TASK TO COMPLETE. Copy out, unchanged, every line from the start of the records to the line that contains "pub const RECEIVE_DEPTH_OFFSET: usize", and stop there.

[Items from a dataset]
+ + + + + + +
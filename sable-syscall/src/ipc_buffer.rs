//! IPC buffer layout
//!
//! Each thread may register one IPC buffer: a 1 KiB, naturally aligned
//! region inside a frame it can write. Message words beyond the ones passed
//! in registers, extra capability pointers, and the receive window live
//! here.
//!
//! # Memory Layout
//!
//! | Word | Contents |
//! |------|----------|
//! | 0 | message tag |
//! | 1..=120 | message registers |
//! | 121 | user data (TLS-style pointer, unused by the kernel) |
//! | 122..=124 | extra cap pointers (send) or badges (receive) |
//! | 125 | receive CNode |
//! | 126 | receive index |
//! | 127 | receive depth |

use crate::message::{MAX_EXTRA_CAPS, MSG_MAX_LENGTH};

/// log2 size of the IPC buffer.
pub const IPC_BUFFER_SIZE_BITS: u8 = 10;

/// Size of the IPC buffer in bytes.
pub const IPC_BUFFER_SIZE: usize = 1 << IPC_BUFFER_SIZE_BITS;

/// Size of the IPC buffer in words.
pub const IPC_BUFFER_WORDS: usize = IPC_BUFFER_SIZE / 8;

/// Word index of the message tag.
pub const TAG_OFFSET: usize = 0;
/// Word index of message register 0.
pub const MSG_OFFSET: usize = 1;
/// Word index of the user data word.
pub const USER_DATA_OFFSET: usize = MSG_OFFSET + MSG_MAX_LENGTH as usize;
/// Word index of the first extra cap pointer or badge.
pub const CAPS_OFFSET: usize = USER_DATA_OFFSET + 1;
/// Word index of the receive CNode pointer.
pub const RECEIVE_CNODE_OFFSET: usize = CAPS_OFFSET + MAX_EXTRA_CAPS as usize;
/// Word index of the receive slot index.
pub const RECEIVE_INDEX_OFFSET: usize = RECEIVE_CNODE_OFFSET + 1;
/// Word index of the receive depth.
pub const RECEIVE_DEPTH_OFFSET: usize = RECEIVE_INDEX_OFFSET + 1;

/// IPC buffer structure, as user space sees it.
#[repr(C)]
#[derive(Debug, Clone, Copy)]
pub struct IpcBuffer {
    /// Message tag.
    pub tag: u64,
    /// Message registers.
    pub msg: [u64; MSG_MAX_LENGTH as usize],
    /// Free for user use.
    pub user_data: u64,
    /// Extra cap pointers to send, or badges of unwrapped caps received.
    pub caps_or_badges: [u64; MAX_EXTRA_CAPS as usize],
    /// Where received capabilities go.
    pub receive: CapTransfer,
}

impl Default for IpcBuffer {
    fn default() -> Self {
        Self::new()
    }
}

impl IpcBuffer {
    /// Create a new zeroed IPC buffer.
    pub const fn new() -> Self {
        Self {
            tag: 0,
            msg: [0; MSG_MAX_LENGTH as usize],
            user_data: 0,
            caps_or_badges: [0; MAX_EXTRA_CAPS as usize],
            receive: CapTransfer {
                cnode: 0,
                index: 0,
                depth: 0,
            },
        }
    }
}

/// Receive window: the slot a received capability is stored in.
#[repr(C)]
#[derive(Debug, Clone, Copy, Default, PartialEq, Eq)]
pub struct CapTransfer {
    /// CPtr of the CNode holding the target slot.
    pub cnode: u64,
    /// Index of the slot, resolved from `cnode`.
    pub index: u64,
    /// Depth used to resolve `index`.
    pub depth: u64,
}

// The buffer fills its naturally aligned region exactly.
const _: () = assert!(
    core::mem::size_of::<IpcBuffer>() == IPC_BUFFER_SIZE,
    "IpcBuffer must fill its region"
);

const _: () = assert!(RECEIVE_DEPTH_OFFSET == IPC_BUFFER_WORDS - 1);
//! Object invocation dispatch
//!
//! A Send or Call on a capability to a kernel object is an invocation.
//! [`KernelState::decode_invocation`] routes it by capability type to the
//! decoder for that object. Every decoder follows the same contract:
//!
//! 1. Validate the label, the message length, the arguments and the
//!    extra capabilities, without changing any state.
//! 2. Put the invoker into `Restart`.
//! 3. Perform the operation.
//!
//! A decoder that fails in step 1 leaves the kernel untouched; the error
//! is returned to a caller as an error reply. An operation that stops at
//! a preemption point in step 3 leaves the invoker in `Restart`, so the
//! whole invocation is issued again when it next runs.

use sable_cap::{Cap, ObjectRef, SlotRef, SlotStore, ThreadState};
use sable_common::PhysAddr;
use sable_syscall::InvocationLabel;

use super::SyscallError;
use crate::cap::cspace::ExtraCaps;
use crate::{KernelResult, KernelState};

/// One decoded invocation request.
#[derive(Clone, Copy, Debug)]
pub struct Invocation {
    /// Invoking thread.
    pub thread: ObjectRef,
    pub label: InvocationLabel,
    /// Message length, limited to the registers when there is no buffer.
    pub length: usize,
    /// CPtr of the invoked capability.
    pub cptr: u64,
    /// Slot of the invoked capability.
    pub slot: SlotRef,
    pub cap: Cap,
    pub extra_caps: ExtraCaps,
    /// Invoker's IPC buffer.
    pub buffer: Option<PhysAddr>,
    pub is_call: bool,
    pub is_blocking: bool,
}

impl KernelState {
    /// Argument `index` of an invocation.
    pub(crate) fn syscall_arg(&self, inv: &Invocation, index: usize) -> u64 {
        self.get_mr(inv.thread, inv.buffer, index)
    }

    /// Extra capability `index` of an invocation, with its slot.
    pub(crate) fn extra_cap(&self, inv: &Invocation, index: usize) -> Option<(Cap, SlotRef)> {
        inv.extra_caps
            .get(index)
            .copied()
            .flatten()
            .map(|slot| (self.objects.cte(slot).cap, slot))
    }

    /// Put the invoker into `Restart`; called once validation is over.
    #[inline]
    pub(crate) fn restart_invoker(&mut self, inv: &Invocation) {
        self.set_thread_state(inv.thread, ThreadState::Restart);
    }

    /// Decode and perform an invocation of `inv.cap`.
    pub fn decode_invocation(&mut self, inv: &Invocation) -> KernelResult {
        match inv.cap {
            Cap::Null | Cap::Zombie { .. } => {
                log::warn!("invoke: cap #{} is {}", inv.cptr, inv.cap);
                Err(SyscallError::InvalidCapability { argument: 0 }.into())
            }
            Cap::Endpoint {
                object,
                badge,
                rights,
            } => {
                if !rights.has_write() {
                    log::warn!("invoke: endpoint #{} has no send right", inv.cptr);
                    return Err(SyscallError::InvalidCapability { argument: 0 }.into());
                }
                self.restart_invoker(inv);
                self.send_ipc(
                    inv.is_blocking,
                    inv.is_call,
                    badge,
                    rights.has_grant(),
                    rights.has_grant_reply(),
                    inv.thread,
                    object,
                );
                Ok(())
            }
            Cap::Notification { object, badge, .. } => {
                if !inv.cap.can_send() {
                    log::warn!("invoke: notification #{} has no signal right", inv.cptr);
                    return Err(SyscallError::InvalidCapability { argument: 0 }.into());
                }
                self.restart_invoker(inv);
                self.send_signal(object, badge.value());
                Ok(())
            }
            Cap::Reply {
                tcb,
                master,
                can_grant,
            } => {
                if master {
                    log::warn!("invoke: reply master #{}", inv.cptr);
                    return Err(SyscallError::InvalidCapability { argument: 0 }.into());
                }
                self.restart_invoker(inv);
                self.do_reply_transfer(inv.thread, tcb, inv.slot, can_grant);
                Ok(())
            }
            Cap::Thread { tcb } => self.decode_tcb_invocation(inv, tcb),
            Cap::Domain => self.decode_domain_invocation(inv),
            Cap::CNode { .. } => self.decode_cnode_invocation(inv),
            Cap::Untyped { .. } => self.decode_untyped_invocation(inv),
            Cap::IrqControl => self.decode_irq_control_invocation(inv),
            Cap::IrqHandler { irq } => self.decode_irq_handler_invocation(inv, irq),
            Cap::Frame { .. } => self.decode_frame_invocation(inv),
            Cap::PageTable { .. } => self.decode_page_table_invocation(inv),
        }
    }
}
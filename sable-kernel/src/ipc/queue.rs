//! IPC wait queue operations.
//!
//! Intrusive doubly-linked queues of threads blocked on an endpoint or
//! notification, linked through the `ep_next` and `ep_prev` fields of
//! [`Tcb`](crate::object::Tcb). The queue head and tail live in the object.
//!
//! # Queue Invariants
//!
//! - Empty queue: `head.is_null() && tail.is_null()`
//! - Single element: `head == tail` and its links are null
//! - FIFO ordering: waiters are appended at the tail and woken from the head

use sable_cap::{ObjectRef, TcbQueue};

use crate::object::ObjectTable;

/// Append `t` at the tail of `queue`, returning the new queue.
pub fn ep_append(objects: &mut ObjectTable, mut queue: TcbQueue, t: ObjectRef) -> TcbQueue {
    debug_assert!(t.is_valid(), "cannot enqueue null TCB");
    if queue.head.is_null() {
        queue.head = t;
    } else {
        objects.tcb_mut(queue.tail).ep_next = t;
    }
    let tcb = objects.tcb_mut(t);
    tcb.ep_prev = queue.tail;
    tcb.ep_next = ObjectRef::NULL;
    queue.tail = t;
    queue
}

/// Remove `t` from anywhere in `queue`, returning the new queue.
pub fn ep_dequeue(objects: &mut ObjectTable, mut queue: TcbQueue, t: ObjectRef) -> TcbQueue {
    let tcb = objects.tcb(t);
    let (prev, next) = (tcb.ep_prev, tcb.ep_next);
    if prev.is_null() {
        queue.head = next;
    } else {
        objects.tcb_mut(prev).ep_next = next;
    }
    if next.is_null() {
        queue.tail = prev;
    } else {
        objects.tcb_mut(next).ep_prev = prev;
    }
    let tcb = objects.tcb_mut(t);
    tcb.ep_prev = ObjectRef::NULL;
    tcb.ep_next = ObjectRef::NULL;
    queue
}

/// Thread queued behind `t`. Read it before unlinking `t`.
pub fn next_in_queue(objects: &ObjectTable, t: ObjectRef) -> ObjectRef {
    objects.tcb(t).ep_next
}

#[cfg(test)]
mod tests {
    use super::*;
    use alloc::boxed::Box;

    use crate::object::{KernelObject, Tcb};

    fn table_with(n: usize) -> (ObjectTable, alloc::vec::Vec<ObjectRef>) {
        let mut objects = ObjectTable::new(n + 2);
        let refs = (0..n)
            .map(|_| {
                objects
                    .insert(None, KernelObject::Tcb(Box::new(Tcb::new(0, 1, 0))))
                    .unwrap()
            })
            .collect();
        (objects, refs)
    }

    #[test]
    fn test_fifo_order() {
        let (mut objects, t) = table_with(3);
        let mut q = TcbQueue::EMPTY;
        for &r in &t {
            q = ep_append(&mut objects, q, r);
        }
        assert_eq!((q.head, q.tail), (t[0], t[2]));
        assert_eq!(next_in_queue(&objects, t[0]), t[1]);
    }

    #[test]
    fn test_dequeue_middle_and_ends() {
        let (mut objects, t) = table_with(3);
        let mut q = TcbQueue::EMPTY;
        for &r in &t {
            q = ep_append(&mut objects, q, r);
        }
        q = ep_dequeue(&mut objects, q, t[1]);
        assert_eq!(objects.tcb(t[0]).ep_next, t[2]);
        assert_eq!(objects.tcb(t[2]).ep_prev, t[0]);
        q = ep_dequeue(&mut objects, q, t[0]);
        assert_eq!((q.head, q.tail), (t[2], t[2]));
        q = ep_dequeue(&mut objects, q, t[2]);
        assert!(q.is_empty());
        assert!(q.tail.is_null());
    }
}
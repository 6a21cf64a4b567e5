//! User register file
//!
//! An architecture-neutral image of a thread's user registers, saved and
//! restored by the trap layer. The kernel only reads and writes the named
//! roles below.

use sable_syscall::N_MSG_REGISTERS;

/// Number of saved registers.
pub const NUM_REGISTERS: usize = 21;

/// General-purpose registers `X0..X15` are `0..16`.
pub const X0: usize = 0;
pub const X1: usize = 1;
pub const X2: usize = 2;
pub const X3: usize = 3;
pub const X4: usize = 4;
pub const X5: usize = 5;
pub const X6: usize = 6;
pub const X7: usize = 7;
pub const X8: usize = 8;
pub const X9: usize = 9;
pub const X10: usize = 10;
pub const X11: usize = 11;
pub const X12: usize = 12;
pub const X13: usize = 13;
pub const X14: usize = 14;
pub const X15: usize = 15;
/// User stack pointer.
pub const SP: usize = 16;
/// Address execution resumes at.
pub const NEXT_IP: usize = 17;
/// Address of the trapping instruction.
pub const FAULT_IP: usize = 18;
/// Processor flags.
pub const FLAGS: usize = 19;
/// Thread-local storage base.
pub const TLS_BASE: usize = 20;

/// Capability pointer of a syscall.
pub const CAP_REG: usize = X0;
/// Badge delivered with a message.
pub const BADGE_REG: usize = X0;
/// Message-info word.
pub const MSG_INFO_REG: usize = X1;
/// Message registers passed in machine registers.
pub const MSG_REGISTERS: [usize; N_MSG_REGISTERS] = [X2, X3, X4, X5];

/// Registers visible through TCB ReadRegisters/WriteRegisters, in order:
/// the frame registers first, then the general-purpose ones.
pub const FRAME_REGISTERS: [usize; 11] = [FAULT_IP, SP, FLAGS, X0, X1, X2, X3, X4, X5, X6, X7];
pub const GP_REGISTERS: [usize; 9] = [X8, X9, X10, X11, X12, X13, X14, X15, TLS_BASE];

/// Flag bits user code may set.
pub const USER_FLAGS_MASK: u64 = 0xF000_0000;

/// Registers sent in an unknown-syscall fault message, after the message
/// registers.
pub const SYSCALL_MESSAGE: [usize; 8] = [X2, X3, X4, X5, FAULT_IP, SP, CAP_REG, MSG_INFO_REG];

/// Registers sent in a user-exception fault message.
pub const EXCEPTION_MESSAGE: [usize; 2] = [FAULT_IP, SP];

/// Saved user registers.
#[derive(Clone, Copy, Debug, PartialEq, Eq)]
pub struct UserContext {
    regs: [u64; NUM_REGISTERS],
}

impl Default for UserContext {
    fn default() -> Self {
        Self::new()
    }
}

impl UserContext {
    /// All registers zero.
    pub const fn new() -> Self {
        Self {
            regs: [0; NUM_REGISTERS],
        }
    }

    #[inline]
    pub fn get(&self, reg: usize) -> u64 {
        self.regs[reg]
    }

    /// Set a register, dropping flag bits user code may not control.
    #[inline]
    pub fn set(&mut self, reg: usize, value: u64) {
        self.regs[reg] = if reg == FLAGS {
            value & USER_FLAGS_MASK
        } else {
            value
        };
    }

    /// Restart address after a syscall or fault.
    #[inline]
    pub fn restart_pc(&self) -> u64 {
        self.regs[FAULT_IP]
    }

    /// Make the thread re-execute its trapping instruction.
    #[inline]
    pub fn rewind(&mut self) {
        self.regs[NEXT_IP] = self.regs[FAULT_IP];
    }

    /// Record the resume point as the restart point.
    #[inline]
    pub fn commit_next_ip(&mut self) {
        self.regs[FAULT_IP] = self.regs[NEXT_IP];
    }
}

#[cfg(test)]
mod tests {
    use super::*;

    #[test]
    fn test_flags_are_sanitised() {
        let mut ctx = UserContext::new();
        ctx.set(FLAGS, u64::MAX);
        assert_eq!(ctx.get(FLAGS), USER_FLAGS_MASK);
        ctx.set(X3, u64::MAX);
        assert_eq!(ctx.get(X3), u64::MAX);
    }

    #[test]
    fn test_rewind() {
        let mut ctx = UserContext::new();
        ctx.set(FAULT_IP, 0x1000);
        ctx.set(NEXT_IP, 0x1004);
        ctx.rewind();
        assert_eq!(ctx.get(NEXT_IP), 0x1000);
    }
}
+ + + + + + +
YOUR RESPONSE.
filename sable-syscall/src/ipc_buffer.rs
//! IPC buffer layout
//!
//! Each thread may register one IPC buffer: a 1 KiB, naturally aligned
//! region inside a frame it can write. Message words beyond the ones passed
//! in registers, extra capability pointers, and the receive window live
//! here.
//!
//! # Memory Layout
//!
//! | Word | Contents |
//! |------|----------|
//! | 0 | message tag |
//! | 1..=120 | message registers |
//! | 121 | user data (TLS-style pointer, unused by the kernel) |
//! | 122..=124 | extra cap pointers (send) or badges (receive) |
//! | 125 | receive CNode |
//! | 126 | receive index |
//! | 127 | receive depth |

use crate::message::{MAX_EXTRA_CAPS, MSG_MAX_LENGTH};

/// log2 size of the IPC buffer.
pub const IPC_BUFFER_SIZE_BITS: u8 = 10;

/// Size of the IPC buffer in bytes.
pub const IPC_BUFFER_SIZE: usize = 1 << IPC_BUFFER_SIZE_BITS;

/// Size of the IPC buffer in words.
pub const IPC_BUFFER_WORDS: usize = IPC_BUFFER_SIZE / 8;

/// Word index of the message tag.
pub const TAG_OFFSET: usize = 0;
/// Word index of message register 0.
pub const MSG_OFFSET: usize = 1;
/// Word index of the user data word.
pub const USER_DATA_OFFSET: usize = MSG_OFFSET + MSG_MAX_LENGTH as usize;
/// Word index of the first extra cap pointer or badge.
pub const CAPS_OFFSET: usize = USER_DATA_OFFSET + 1;
/// Word index of the receive CNode pointer.
pub const RECEIVE_CNODE_OFFSET: usize = CAPS_OFFSET + MAX_EXTRA_CAPS as usize;
/// Word index of the receive slot index.
pub const RECEIVE_INDEX_OFFSET: usize = RECEIVE_CNODE_OFFSET + 1;
/// Word index of the receive depth.
pub const RECEIVE_DEPTH_OFFSET: usize = RECEIVE_INDEX_OFFSET + 1;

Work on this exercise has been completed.